Here we propose a short analysis of the stability and the reproductibility of ICA components extracted from several gene expression data sets. We are mainly interested in studying the behavior of transcriptomic data extracted from “Defining the Biological Basis of Radiomic Phenotypes in Lung Cancer” Grossman et al. 2017.

[1]:
#%load_ext autoreload
#%autoreload 2

import pandas as pd
import numpy as np
import matplotlib.pyplot as plt
import time

0. Load data sets

Grossman data set

These data sets were extracted from “Defining the Biological Basis of Radiomic Phenotypes in Lung Cancer” Grossman et al. 2017.

df1 contains the expression of 21,766 unique genes for 269 patients with Non-small cell lung cancer (NSCLC) treated at the H. Lee Moffitt Cancer Center, Tampa, Florida, USA. df2 contains the expression of the same 21,766 unique genes for 89 patients with Non-small cell lung cancer (NSCLC)treated at MAASTRO clinical, Maastricht, NL. Gene expression values were measured on a custom Rosetta/Merck Affymetrix 2.0 microarray chipset and normalized with the robust multi-array average (RMA) algorithm.

[2]:
df1 = pd.read_excel("data/data_USA.xlsx" , sheet_name = 'expression' , index_col= 0).transpose()
df2 = pd.read_excel("data/data_UE.xlsx" , sheet_name = 'expression' , index_col= 0).transpose()

#With xlrd >= 2.0.0 you will need to use a different engine since xrld removed support for anything
#other than .xls files (make sure openpyxl is installed).
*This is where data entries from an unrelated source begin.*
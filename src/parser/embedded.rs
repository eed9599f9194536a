// Copyright (c) 2018-2025  Brendan Molloy <brendan@bbqsrc.net>,
//                          Ilya Solovyiov <ilya.solovyiov@gmail.com>,
//                          Kai Ren <tyranron@gmail.com>
//
// Licensed under the Apache License, Version 2.0 <LICENSE-APACHE or
// http://www.apache.org/licenses/LICENSE-2.0> or the MIT license
// <LICENSE-MIT or http://opensource.org/licenses/MIT>, at your
// option. This file may not be copied, modified, or distributed
// except according to those terms.

//! [`Parser`] of texts extracted from source files.

use std::vec;

use crate::{error::ParseError, extract::ExtractedText};

use super::{Parser, Result};

/// [`Parser`] of [`ExtractedText`]s.
///
/// Bare scenarios are parsed wrapped into a synthetic feature. Every parsed
/// feature gets the [`ExtractedText::uri()`] as its path.
#[derive(Clone, Copy, Debug, Default)]
pub struct Embedded;

impl<'a, I> Parser<I> for Embedded
where
    I: IntoIterator<Item = &'a ExtractedText>,
{
    type Output = vec::IntoIter<Result<gherkin::Feature>>;

    fn parse(self, texts: I) -> Self::Output {
        texts
            .into_iter()
            .map(|text| {
                let uri = text.uri();
                let env = gherkin::GherkinEnv::default();
                let mut feature =
                    gherkin::Feature::parse(text.to_feature_source(), env)
                        .map_err(|source| ParseError::Embedded {
                            uri: uri.clone(),
                            source,
                        })?;
                tracing::debug!(uri = %uri, "parsed embedded feature");
                feature.path = Some(uri.into());
                Ok(feature)
            })
            .collect::<Vec<_>>()
            .into_iter()
    }
}
// Copyright (c) 2018-2025  Brendan Molloy <brendan@bbqsrc.net>,
//                          Ilya Solovyiov <ilya.solovyiov@gmail.com>,
//                          Kai Ren <tyranron@gmail.com>
//
// Licensed under the Apache License, Version 2.0 <LICENSE-APACHE or
// http://www.apache.org/licenses/LICENSE-2.0> or the MIT license
// <LICENSE-MIT or http://opensource.org/licenses/MIT>, at your
// option. This file may not be copied, modified, or distributed
// except according to those terms.

//! `gherkin-robot` binary.

use std::{env, io, process};

use gherkin_robot::{cli::App, output::Styles};
use tracing_subscriber::{fmt, EnvFilter};

fn main() {
    fmt()
        .with_writer(io::stderr)
        .with_env_filter(
            EnvFilter::try_from_default_env()
                .unwrap_or_else(|_| EnvFilter::new("warn")),
        )
        .init();

    let code = App::new().with_styles(Styles::for_stderr()).run(
        env::args_os(),
        &mut io::stdout().lock(),
        &mut io::stderr().lock(),
    );
    process::exit(code);
}
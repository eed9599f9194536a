// Copyright (c) 2018-2025  Brendan Molloy <brendan@bbqsrc.net>,
//                          Ilya Solovyiov <ilya.solovyiov@gmail.com>,
//                          Kai Ren <tyranron@gmail.com>
//
// Licensed under the Apache License, Version 2.0 <LICENSE-APACHE or
// http://www.apache.org/licenses/LICENSE-2.0> or the MIT license
// <LICENSE-MIT or http://opensource.org/licenses/MIT>, at your
// option. This file may not be copied, modified, or distributed
// except according to those terms.

//! Rendering of [`Feature`]s into [Robot Framework] test suites.
//!
//! [Robot Framework]: https://robotframework.org

pub mod helpers;

use std::sync::Arc;

use serde::Serialize;
use tera::{Context, Tera};

use crate::{error::RenderError, model::Feature};

#[doc(inline)]
pub use self::helpers::HelperContext;

/// Name of the entry template.
const MAIN: &str = "main.robot";

/// Built-in templates.
const TEMPLATES: [(&str, &str); 3] = [
    (MAIN, include_str!("templates/main.robot")),
    ("features.robot", include_str!("templates/features.robot")),
    ("scenarios.robot", include_str!("templates/scenarios.robot")),
];

/// Granularity of the rendered test cases.
#[derive(Clone, Copy, Debug, Default, Eq, PartialEq, Serialize)]
#[serde(rename_all = "snake_case")]
pub enum Variant {
    /// One test case per [`Feature`], invoking each of its scenarios.
    #[default]
    PerFeature,

    /// One test case per scenario, titled after the short name of its
    /// [`Feature`] and its own name.
    PerScenario,
}

/// Everything a single render needs.
#[derive(Clone, Copy, Debug, Serialize)]
pub struct RenderRequest<'a> {
    /// Chosen [`Variant`].
    pub variant: Variant,

    /// Resource references for the `*** Settings ***` section.
    pub resources: &'a [String],

    /// [`Feature`]s to render, in order.
    pub features: &'a [Feature],
}

/// Template Rendering Engine.
#[derive(Debug)]
pub struct Renderer {
    tera: Tera,
}

impl Renderer {
    /// Creates a new [`Renderer`] with the built-in templates and helpers
    /// bound to the given [`HelperContext`].
    ///
    /// # Errors
    ///
    /// If the built-in templates fail to compile.
    pub fn new(context: HelperContext) -> Result<Self, RenderError> {
        Self::with_templates(context, TEMPLATES)
    }

    /// Creates a new [`Renderer`] with custom `templates`, one of which must
    /// be named `main.robot`.
    pub(crate) fn with_templates<'t>(
        context: HelperContext,
        templates: impl IntoIterator<Item = (&'t str, &'t str)>,
    ) -> Result<Self, RenderError> {
        let mut tera = Tera::default();
        tera.autoescape_on(vec![]);

        let context = Arc::new(context);
        for (name, filter) in helpers::filters(&context) {
            tera.register_filter(name, filter);
        }
        tera.add_raw_templates(templates)?;

        Ok(Self { tera })
    }

    /// Renders the given [`RenderRequest`].
    ///
    /// # Errors
    ///
    /// On any template execution failure, including a feature URI not
    /// matching the short name pattern. Nothing is returned then.
    pub fn render(
        &self,
        request: RenderRequest<'_>,
    ) -> Result<String, RenderError> {
        let context = Context::from_serialize(request)?;
        let rendered = self.tera.render(MAIN, &context)?;
        tracing::debug!(
            variant = ?request.variant,
            features = request.features.len(),
            bytes = rendered.len(),
            "rendered test suite",
        );
        Ok(rendered)
    }
}
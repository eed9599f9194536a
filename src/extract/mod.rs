// Copyright (c) 2018-2025  Brendan Molloy <brendan@bbqsrc.net>,
//                          Ilya Solovyiov <ilya.solovyiov@gmail.com>,
//                          Kai Ren <tyranron@gmail.com>
//
// Licensed under the Apache License, Version 2.0 <LICENSE-APACHE or
// http://www.apache.org/licenses/LICENSE-2.0> or the MIT license
// <LICENSE-MIT or http://opensource.org/licenses/MIT>, at your
// option. This file may not be copied, modified, or distributed
// except according to those terms.

//! Extraction of [Gherkin] texts embedded into source files comments.
//!
//! Extraction runs in three phases:
//! 1. [`scan`] locates marker-bounded blocks and captures their raw text and
//!    the name of the function opened right after them;
//! 2. [`clean`] normalizes the raw text into Gherkin;
//! 3. [`provenance`] keeps complete features as is and tags bare scenarios
//!    with the `@file:` and `@test:` tags naming their origin.
//!
//! [Gherkin]: https://cucumber.io/docs/gherkin/reference

pub mod clean;
pub mod provenance;
pub mod scan;

use std::{borrow::Cow, ffi::OsStr, fmt, fs, path::Path};

use crate::error::{ExtractionError, InputError};

#[doc(inline)]
pub use self::scan::{Markers, SourceBlock};

/// Kind of an [`ExtractedText`].
#[derive(Clone, Copy, Debug, Eq, Hash, PartialEq)]
pub enum TextKind {
    /// Complete feature, with its own `Feature:` header.
    Feature,

    /// Bare scenario, tagged with its provenance.
    Scenario,
}

/// Cleaned text of a single embedded block.
#[derive(Clone, Debug, Eq, PartialEq)]
pub struct ExtractedText {
    kind: TextKind,
    text: String,
    file: String,
    identifier: Option<String>,
    index: usize,
}

impl ExtractedText {
    /// Returns the [`TextKind`] of this text.
    #[must_use]
    pub const fn kind(&self) -> TextKind {
        self.kind
    }

    /// Returns the cleaned text itself.
    #[must_use]
    pub fn text(&self) -> &str {
        &self.text
    }

    /// Returns the name of the file this text was extracted from.
    #[must_use]
    pub fn file(&self) -> &str {
        &self.file
    }

    /// Returns the name of the function following this text's block, if any.
    #[must_use]
    pub fn identifier(&self) -> Option<&str> {
        self.identifier.as_deref()
    }

    /// Returns the synthetic URI identifying this text among features.
    ///
    /// It has the `<file>/<stem>.<name>.feature` form, where `<stem>` is the
    /// file name without its extension and `<name>` is the
    /// [`identifier`](Self::identifier) or `block<N>` for the `N`th block of
    /// the file lacking one. The last segment carries the file stem, so
    /// same-named tests of different files get different short names.
    #[must_use]
    pub fn uri(&self) -> String {
        let stem = Path::new(&self.file)
            .file_stem()
            .and_then(OsStr::to_str)
            .unwrap_or(&self.file);
        let name = self
            .identifier
            .clone()
            .unwrap_or_else(|| format!("block{}", self.index));
        format!("{}/{stem}.{name}.feature", self.file)
    }

    /// Returns this text in a form parseable as a standalone feature.
    ///
    /// Bare scenarios are wrapped into a synthetic feature named after their
    /// identifier.
    #[must_use]
    pub fn to_feature_source(&self) -> Cow<'_, str> {
        match self.kind {
            TextKind::Feature => Cow::Borrowed(&self.text),
            TextKind::Scenario => Cow::Owned(format!(
                "Feature: {}\n\n{}",
                self.identifier.as_deref().unwrap_or(&self.file),
                self.text,
            )),
        }
    }
}

impl fmt::Display for ExtractedText {
    fn fmt(&self, f: &mut fmt::Formatter<'_>) -> fmt::Result {
        f.write_str(&self.text)
    }
}

/// Outcome of extracting a single file.
#[derive(Clone, Debug, Default, Eq, PartialEq)]
pub struct Extraction {
    /// Extracted texts, in source order.
    pub texts: Vec<ExtractedText>,

    /// Malformed blocks that were skipped, in source order.
    pub skipped: Vec<ExtractionError>,
}

/// Extraction Engine turning source files into [`ExtractedText`]s.
#[derive(Clone, Debug, Default)]
pub struct Extractor {
    markers: Markers,
}

impl Extractor {
    /// Creates a new [`Extractor`] looking for the default [`Markers`].
    #[must_use]
    pub fn new() -> Self {
        Self::default()
    }

    /// Makes this [`Extractor`] look for blocks bounded by the given markers.
    #[must_use]
    pub fn with_markers(
        mut self,
        start: impl Into<String>,
        end: impl Into<String>,
    ) -> Self {
        self.markers = Markers { start: start.into(), end: end.into() };
        self
    }

    /// Reads the file at the given `path` and [extracts](Self::extract) it.
    ///
    /// # Errors
    ///
    /// If the file cannot be read.
    pub fn extract_file(
        &self,
        path: impl AsRef<Path>,
    ) -> Result<Extraction, InputError> {
        let path = path.as_ref();
        let content = fs::read_to_string(path).map_err(|source| {
            InputError::Unreadable { path: path.to_path_buf(), source }
        })?;
        Ok(self.extract(&path.display().to_string(), &content))
    }

    /// Extracts all the embedded blocks of the given file `content`.
    ///
    /// Malformed blocks are logged and skipped, so a single one never spoils
    /// the rest of the file.
    #[must_use]
    pub fn extract(&self, filename: &str, content: &str) -> Extraction {
        let mut out = Extraction::default();

        for (n, scanned) in
            scan::scan(content, &self.markers).into_iter().enumerate()
        {
            match Self::process(filename, n + 1, scanned) {
                Ok(text) => {
                    tracing::debug!(
                        file = filename,
                        uri = %text.uri(),
                        kind = ?text.kind,
                        "extracted block",
                    );
                    out.texts.push(text);
                }
                Err(e) => {
                    tracing::warn!("skipping malformed block: {e}");
                    out.skipped.push(e);
                }
            }
        }

        out
    }

    /// Validates, cleans and tags a single [`scan`]ned block.
    fn process(
        file: &str,
        index: usize,
        scanned: scan::Scanned,
    ) -> Result<ExtractedText, ExtractionError> {
        let block = match scanned {
            scan::Scanned::Block(b) => b,
            scan::Scanned::Unterminated { line, capture } => {
                return Err(ExtractionError::Unterminated {
                    file: file.to_owned(),
                    line,
                    capture,
                });
            }
        };

        let cleaned = if block.prefix.starts_with('#') {
            clean::clean(&clean::hash_comment_token(&block.text))
        } else {
            clean::clean(&block.text)
        };
        if cleaned.is_empty() {
            return Err(ExtractionError::EmptyBlock {
                file: file.to_owned(),
                line: block.line,
            });
        }

        if provenance::is_feature(&cleaned) {
            return Ok(ExtractedText {
                kind: TextKind::Feature,
                text: cleaned,
                file: file.to_owned(),
                identifier: block.identifier,
                index,
            });
        }

        let Some(identifier) = block.identifier else {
            return Err(ExtractionError::MissingIdentifier {
                file: file.to_owned(),
                line: block.line,
                capture: scan::preview(&cleaned),
            });
        };

        Ok(ExtractedText {
            kind: TextKind::Scenario,
            text: provenance::tag(&cleaned, file, &identifier),
            file: file.to_owned(),
            identifier: Some(identifier),
            index,
        })
    }
}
It will usually take a bit of time.
#df1 = pd.read_excel("data/data_USA.xlsx" , engine = 'openpyxl' , sheet_name = 'expression' , index_col= 0).transpose()
#df2 = pd.read_excel("data/data_UE.xlsx" ,  engine = 'openpyxl' , sheet_name = 'expression' , index_col= 0).transpose()

dic = {}
for col in df1.columns:
    dic[col] = int(col.split('.')[1])

df1 = df1.rename(columns = dic)
df1['Dataset'] = ['Grossman USA']*df1.shape[0]
df1 = df1.reset_index().rename(columns = {'index' : 'Samples'}).set_index(['Dataset' , 'Samples'])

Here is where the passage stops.